Your task:
Looking at the entries below, how many lines include the word "other"? Answer with the number alone.
BEGIN
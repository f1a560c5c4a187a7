//! Enumeration types used throughout the simulation.

use serde::{Deserialize, Serialize};

/// Concrete object types the world can create.
#[derive(Debug, Clone, Copy, PartialEq, Eq, Hash, Serialize, Deserialize)]
pub enum EntityKind {
    Ship,
    Vessel,
    Boss,
    Module,
    Gatling,
    ShipBullet,
    GatlingBullet,
}

impl EntityKind {
    /// Kinds whose destroyed instances are recycled by the world.
    pub fn is_poolable(self) -> bool {
        matches!(self, EntityKind::ShipBullet | EntityKind::GatlingBullet)
    }
}

/// Collision filtering tag.
#[derive(Debug, Clone, Copy, PartialEq, Eq, Hash, Serialize, Deserialize)]
pub enum CollisionGroup {
    #[serde(rename = "player")]
    Player,
    #[serde(rename = "player-shot")]
    PlayerShot,
    #[serde(rename = "boss")]
    Boss,
    #[serde(rename = "boss_shot")]
    BossShot,
}

/// Current game phase.
#[derive(Debug, Clone, Copy, Default, PartialEq, Eq, Serialize, Deserialize)]
pub enum GamePhase {
    #[default]
    MainMenu,
    Active,
    Paused,
    /// The boss was destroyed.
    Won,
    /// The player ship was destroyed.
    Lost,
}

/// Life thresholds of the player ship.
#[derive(Debug, Clone, Copy, PartialEq, Eq, Hash, Serialize, Deserialize)]
pub enum ShipState {
    Flying,
    Wrecked,
}

/// Life thresholds of a boss module.
#[derive(Debug, Clone, Copy, PartialEq, Eq, Hash, Serialize, Deserialize)]
pub enum ModuleState {
    FullLife,
    HalfBroken,
    Broken,
}

/// Behaviour cycle of an AI vessel.
#[derive(Debug, Clone, Copy, PartialEq, Eq, Hash, Serialize, Deserialize)]
pub enum VesselState {
    Detect,
    Spherical,
    Chase,
    Aim,
}

/// Firing mode of a gatling turret.
#[derive(Debug, Clone, Copy, Default, PartialEq, Eq, Serialize, Deserialize)]
pub enum GatlingMode {
    #[default]
    Idle,
    Shooting,
}
//! Escort vessels: gather what the brain needs, run it, spawn its bullets.

use hecs::Entity;
use tracing::warn;

use proxemy_ai::steering::{Obstacle, TargetFrame};
use proxemy_ai::vessel::VesselSenses;
use proxemy_core::enums::EntityKind;
use proxemy_core::spatial::Spatial;

use crate::detector::{object_id, BodyDetector};
use crate::objects::{Boss, Vessel};
use crate::world::{Spawn, World};

pub fn update(world: &mut World, entity: Entity, dt: f64) {
    // Nothing to escort without a player ship.
    let Some(target) = world
        .get_object_of_type(EntityKind::Ship)
        .and_then(|ship| world.ecs.get::<&Spatial>(ship).ok().map(|s| target_frame(&s)))
    else {
        return;
    };
    let boss = world.get_object_of_type(EntityKind::Boss).and_then(|boss| {
        let center = world.position(boss)?;
        let radius = world.ecs.get::<&Boss>(boss).ok()?.radius;
        Some((object_id(boss), Obstacle { center, radius }))
    });

    let mut neighbours = std::mem::take(&mut world.neighbours);
    neighbours.clear();
    neighbours.extend(
        world
            .active
            .iter()
            .filter(|&&other| other != entity && world.kind(other) == Some(EntityKind::Vessel))
            .filter_map(|&other| world.position(other)),
    );

    let Some(mut spatial) = world.ecs.get::<&Spatial>(entity).ok().map(|s| (*s).clone()) else {
        world.neighbours = neighbours;
        return;
    };

    let mut launches = std::mem::take(&mut world.launches);
    launches.clear();

    if let Ok(mut vessel) = world.ecs.get::<&mut Vessel>(entity) {
        let detector = BodyDetector::new(&world.ecs, &world.active, world.viewpoint);
        let senses = VesselSenses {
            id: object_id(entity),
            target,
            boss,
            neighbours: &neighbours,
            detector: &detector,
        };
        vessel
            .brain
            .update(&mut spatial, &senses, &mut world.rng, dt, &mut launches);
    }

    if let Ok(mut current) = world.ecs.get::<&mut Spatial>(entity) {
        *current = spatial;
    }

    for launch in launches.drain(..) {
        if let Err(err) = world.create(Spawn::GatlingBullet(launch)) {
            warn!(%err, "failed to spawn vessel bullet");
        }
    }
    world.launches = launches;
    world.neighbours = neighbours;
}

fn target_frame(spatial: &Spatial) -> TargetFrame {
    TargetFrame {
        position: spatial.position(),
        forward: spatial.forward(),
        up: spatial.up(),
        right: spatial.right(),
    }
}
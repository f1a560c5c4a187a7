//! Life and damage capability.

use crate::callbacks::CallbackCollection;

/// Payload handed to life-change callbacks.
#[derive(Debug, Clone, Copy, PartialEq)]
pub struct LifeChange {
    pub previous: Option<f64>,
    pub current: f64,
}

/// Life counter with synchronous change notification.
///
/// Life is unset until assigned. `hurt` never clamps, so life can go
/// negative; an unset life is hurt as if it were zero.
#[derive(Debug, Default)]
pub struct LifeContainer {
    life: Option<f64>,
    max_life: Option<f64>,
    on_change: CallbackCollection<LifeChange>,
}

impl LifeContainer {
    pub fn new() -> Self {
        Self::default()
    }

    /// A container whose life and maximum are both `life`. No callback fires.
    pub fn with_life(life: f64) -> Self {
        Self {
            life: Some(life),
            max_life: Some(life),
            on_change: CallbackCollection::new(),
        }
    }

    pub fn life(&self) -> Option<f64> {
        self.life
    }

    pub fn max_life(&self) -> Option<f64> {
        self.max_life
    }

    pub fn set_max_life(&mut self, max_life: f64) {
        self.max_life = Some(max_life);
    }

    pub fn set_life(&mut self, life: f64) {
        self.change(life);
    }

    pub fn hurt(&mut self, damage: f64) {
        self.change(self.life.unwrap_or(0.0) - damage);
    }

    pub fn heal(&mut self, amount: f64) {
        self.change(self.life.unwrap_or(0.0) + amount);
    }

    pub fn is_alive(&self) -> bool {
        self.life.is_some_and(|life| life > 0.0)
    }

    /// Register a callback fired after every change, in registration order.
    pub fn on_life_changed(
        &mut self,
        callback: impl FnMut(&mut LifeChange) + Send + Sync + 'static,
    ) -> &mut Self {
        self.on_change.add_callback(callback);
        self
    }

    fn change(&mut self, life: f64) {
        let mut change = LifeChange {
            previous: self.life,
            current: life,
        };
        self.life = Some(life);
        self.on_change.fire(&mut change);
    }
}

/// Anything that can take damage.
///
/// Implementors expose their [`LifeContainer`]; the provided methods
/// forward to it and then call [`Damageable::on_life_changed`] so the
/// entity can react (threshold state changes, death handling).
pub trait Damageable {
    fn life_container(&self) -> &LifeContainer;
    fn life_container_mut(&mut self) -> &mut LifeContainer;

    /// Hook run after every change made through this trait.
    fn on_life_changed(&mut self) {}

    fn hurt(&mut self, damage: f64) {
        self.life_container_mut().hurt(damage);
        self.on_life_changed();
    }

    fn heal(&mut self, amount: f64) {
        self.life_container_mut().heal(amount);
        self.on_life_changed();
    }

    fn is_alive(&self) -> bool {
        self.life_container().is_alive()
    }

    fn life(&self) -> f64 {
        self.life_container().life().unwrap_or(0.0)
    }
}

impl Damageable for LifeContainer {
    fn life_container(&self) -> &LifeContainer {
        self
    }

    fn life_container_mut(&mut self) -> &mut LifeContainer {
        self
    }
}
END
Expected answer:
2